MATERIAL SHOWN –
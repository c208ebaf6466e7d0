//! Quantities that a closed system should conserve
//!
//! Used to measure integrator drift over a run. Fixed bodies are anchored by
//! an external constraint, so momentum and energy are only conserved when
//! every body is free.

use crate::physics::components::Body;
use crate::physics::gravity::GravityField;
use crate::physics::math::{self, Scalar, Vector};

pub fn total_mass(bodies: &[Body]) -> Scalar {
    bodies.iter().map(Body::mass).sum()
}

pub fn total_momentum(bodies: &[Body]) -> Vector {
    bodies
        .iter()
        .fold(Vector::ZERO, |momentum, body| momentum + body.momentum())
}

pub fn kinetic_energy(bodies: &[Body]) -> Scalar {
    bodies.iter().map(Body::kinetic_energy).sum()
}

/// Kinetic plus gravitational potential energy
pub fn total_energy(bodies: &[Body], field: &GravityField) -> Scalar {
    kinetic_energy(bodies) + field.potential_energy(bodies)
}

/// Total angular momentum about the origin (z component)
pub fn angular_momentum(bodies: &[Body]) -> Scalar {
    bodies
        .iter()
        .map(|body| body.mass() * math::cross(body.position(), body.velocity()))
        .sum()
}

/// Mass-weighted mean position, `None` for an empty or massless set
pub fn barycenter(bodies: &[Body]) -> Option<Vector> {
    let mass = total_mass(bodies);
    if mass <= Scalar::EPSILON {
        return None;
    }

    let weighted = bodies
        .iter()
        .fold(Vector::ZERO, |sum, body| sum + body.position() * body.mass());
    let barycenter = weighted / mass;

    barycenter.is_finite().then_some(barycenter)
}

/// Snapshot of the conserved quantities, compared before and after a run
#[derive(Debug, Clone, Copy, PartialEq)]
pub struct ConservedQuantities {
    pub momentum: Vector,
    pub energy: Scalar,
    pub angular_momentum: Scalar,
}

impl ConservedQuantities {
    pub fn measure(bodies: &[Body], field: &GravityField) -> Self {
        Self {
            momentum: total_momentum(bodies),
            energy: total_energy(bodies, field),
            angular_momentum: angular_momentum(bodies),
        }
    }

    /// Relative energy change since `initial`
    ///
    /// `None` when the initial energy is zero or not finite.
    pub fn energy_drift(&self, initial: &Self) -> Option<Scalar> {
        relative_change(initial.energy, self.energy)
    }

    /// Relative angular momentum change since `initial`, `None` as above
    pub fn angular_momentum_drift(&self, initial: &Self) -> Option<Scalar> {
        relative_change(initial.angular_momentum, self.angular_momentum)
    }
}

fn relative_change(initial: Scalar, current: Scalar) -> Option<Scalar> {
    if !initial.is_finite() || initial.abs() <= Scalar::MIN_POSITIVE {
        return None;
    }

    let change = (current - initial).abs() / initial.abs();
    change.is_finite().then_some(change)
}
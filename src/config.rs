//! Run configuration
//!
//! Layered from defaults, an optional TOML file and `ORBITRACE__*`
//! environment variables (`ORBITRACE__PHYSICS__TIME_STEP=60`).

use crate::physics::gravity::GRAVITATIONAL_CONSTANT;
use crate::physics::integrators::registry::IntegratorRegistry;
use crate::physics::math::Scalar;
use crate::scenario::{MAX_STEP_COUNT, ScenarioPreset};
use crate::simulation::TimeStepPolicy;
use bevy::log::{info, warn};
use bevy::prelude::Resource;
use directories::ProjectDirs;
use serde::{Deserialize, Serialize};
use std::fmt;
use std::path::{Path, PathBuf};

const ENV_PREFIX: &str = "ORBITRACE";
const CONFIG_FILE_NAME: &str = "config.toml";

/// Errors raised while loading, validating or saving configuration
#[derive(Debug)]
pub enum ConfigError {
    Load(config::ConfigError),
    Serialize(toml::ser::Error),
    Io(std::io::Error),
    /// No home directory to place a user config in
    NoUserDirectory,
    Invalid(String),
}

impl fmt::Display for ConfigError {
    fn fmt(&self, f: &mut fmt::Formatter<'_>) -> fmt::Result {
        match self {
            ConfigError::Load(err) => write!(f, "Failed to load configuration: {err}"),
            ConfigError::Serialize(err) => write!(f, "Failed to serialize configuration: {err}"),
            ConfigError::Io(err) => write!(f, "Failed to write configuration: {err}"),
            ConfigError::NoUserDirectory => {
                write!(f, "Could not determine a user configuration directory")
            }
            ConfigError::Invalid(msg) => write!(f, "Invalid configuration: {msg}"),
        }
    }
}

impl std::error::Error for ConfigError {
    fn source(&self) -> Option<&(dyn std::error::Error + 'static)> {
        match self {
            ConfigError::Load(err) => Some(err),
            ConfigError::Serialize(err) => Some(err),
            ConfigError::Io(err) => Some(err),
            ConfigError::NoUserDirectory | ConfigError::Invalid(_) => None,
        }
    }
}

impl From<config::ConfigError> for ConfigError {
    fn from(err: config::ConfigError) -> Self {
        ConfigError::Load(err)
    }
}

impl From<toml::ser::Error> for ConfigError {
    fn from(err: toml::ser::Error) -> Self {
        ConfigError::Serialize(err)
    }
}

impl From<std::io::Error> for ConfigError {
    fn from(err: std::io::Error) -> Self {
        ConfigError::Io(err)
    }
}

#[derive(Resource, Serialize, Deserialize, Clone, Debug, Default, PartialEq)]
#[serde(default)]
pub struct SimulationConfig {
    pub physics: PhysicsConfig,
    pub scenario: ScenarioConfig,
}

/// How `PhysicsConfig::time_step` is applied
#[derive(Serialize, Deserialize, Clone, Copy, Debug, Default, PartialEq, Eq, clap::ValueEnum)]
#[serde(rename_all = "snake_case")]
#[value(rename_all = "snake_case")]
pub enum TimeStepMode {
    #[default]
    Fixed,
    /// Legacy: ignore `time_step` and use the step index as the increment
    StepIndex,
}

#[derive(Serialize, Deserialize, Clone, Debug, PartialEq)]
#[serde(default)]
pub struct PhysicsConfig {
    pub gravitational_constant: Scalar,
    /// Registry name or alias of the integrator
    pub integrator: String,
    /// Seconds per step
    pub time_step: Scalar,
    pub time_step_mode: TimeStepMode,
}

impl Default for PhysicsConfig {
    fn default() -> Self {
        Self {
            gravitational_constant: GRAVITATIONAL_CONSTANT,
            integrator: "predictor_corrector".to_string(),
            time_step: 3600.0,
            time_step_mode: TimeStepMode::Fixed,
        }
    }
}

impl PhysicsConfig {
    pub fn time_step_policy(&self) -> TimeStepPolicy {
        match self.time_step_mode {
            TimeStepMode::Fixed => TimeStepPolicy::Fixed(self.time_step),
            TimeStepMode::StepIndex => TimeStepPolicy::StepIndex,
        }
    }
}

#[derive(Serialize, Deserialize, Clone, Debug, PartialEq)]
#[serde(default)]
pub struct ScenarioConfig {
    pub preset: ScenarioPreset,
    /// Length scale for preset distances, in meters
    pub au: Scalar,
    /// Simulated duration; the preset's own duration when unset
    pub years: Option<Scalar>,
    /// Nominal step length in years for the step-index timestep mode,
    /// which runs `floor(years / step_index_tau)` steps
    pub step_index_tau: Scalar,
}

impl Default for ScenarioConfig {
    fn default() -> Self {
        Self {
            preset: ScenarioPreset::BinaryStar,
            au: 1.5e11,
            years: None,
            step_index_tau: 1e-4,
        }
    }
}

/// `ORBITRACE__SECTION__KEY` variables, e.g. `ORBITRACE__PHYSICS__TIME_STEP`
fn environment() -> config::Environment {
    config::Environment::with_prefix(ENV_PREFIX).separator("__")
}

fn ensure_positive(name: &str, value: Scalar) -> Result<(), ConfigError> {
    if value.is_finite() && value > 0.0 {
        Ok(())
    } else {
        Err(ConfigError::Invalid(format!(
            "{name} must be a positive finite number, got {value}"
        )))
    }
}

impl SimulationConfig {
    /// Load from a TOML file layered over defaults and environment overrides
    ///
    /// The file must exist.
    pub fn load(path: &Path) -> Result<Self, ConfigError> {
        Self::load_layered(path, true, environment())
    }

    /// Load configuration from a file, falling back to defaults if it is missing or broken
    ///
    /// Environment overrides apply whether or not the file exists.
    pub fn load_or_default(path: &str) -> Self {
        Self::load_or_default_from(Path::new(path), environment())
    }

    fn load_or_default_from(path: &Path, environment: config::Environment) -> Self {
        let exists = path.exists();
        if !exists {
            info!(
                "Config file {} not found. Using defaults and environment.",
                path.display()
            );
        }

        match Self::load_layered(path, false, environment) {
            Ok(config) => {
                if exists {
                    info!("Loaded configuration from {}", path.display());
                }
                config
            }
            Err(e) => {
                warn!("{} ({}). Using defaults.", e, path.display());
                Self::default()
            }
        }
    }

    fn load_layered(
        path: &Path,
        required: bool,
        environment: config::Environment,
    ) -> Result<Self, ConfigError> {
        let settings = config::Config::builder()
            .add_source(
                config::File::from(path)
                    .format(config::FileFormat::Toml)
                    .required(required),
            )
            .add_source(environment)
            .build()?;

        let config: Self = settings.try_deserialize()?;
        config.validate()?;
        Ok(config)
    }

    /// Location of the per-user config file, if the platform has one
    pub fn user_config_path() -> Option<PathBuf> {
        ProjectDirs::from("", "", "orbitrace")
            .map(|dirs| dirs.config_dir().join(CONFIG_FILE_NAME))
    }

    pub fn load_from_user_config() -> Self {
        match Self::user_config_path() {
            Some(path) => Self::load_or_default(&path.to_string_lossy()),
            None => {
                warn!("No user configuration directory. Using defaults.");
                Self::default()
            }
        }
    }

    /// Save configuration to a file, creating parent directories as needed
    pub fn save(&self, path: &Path) -> Result<(), ConfigError> {
        if let Some(parent) = path.parent() {
            std::fs::create_dir_all(parent)?;
        }
        let content = toml::to_string_pretty(self)?;
        std::fs::write(path, content)?;
        Ok(())
    }

    pub fn save_to_user_config(&self) -> Result<PathBuf, ConfigError> {
        let path = Self::user_config_path().ok_or(ConfigError::NoUserDirectory)?;
        self.save(&path)?;
        Ok(path)
    }

    pub fn validate(&self) -> Result<(), ConfigError> {
        ensure_positive("physics.gravitational_constant", self.physics.gravitational_constant)?;
        ensure_positive("physics.time_step", self.physics.time_step)?;
        ensure_positive("scenario.au", self.scenario.au)?;
        ensure_positive("scenario.step_index_tau", self.scenario.step_index_tau)?;
        if let Some(years) = self.scenario.years {
            ensure_positive("scenario.years", years)?;
        }

        let steps = self.scenario.nominal_step_count(&self.physics);
        if steps > MAX_STEP_COUNT as Scalar {
            return Err(ConfigError::Invalid(format!(
                "{} years would take {steps:e} steps, more than the limit of {MAX_STEP_COUNT}",
                self.scenario.years()
            )));
        }

        IntegratorRegistry::default()
            .create(&self.physics.integrator)
            .map_err(ConfigError::Invalid)?;

        Ok(())
    }
}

TASK REQUIREMENTS –
Show, from the listing above, each line that contains the word "settings".

RESPONSE BOX –
        let settings = config::Config::builder()
        let config: Self = settings.try_deserialize()?;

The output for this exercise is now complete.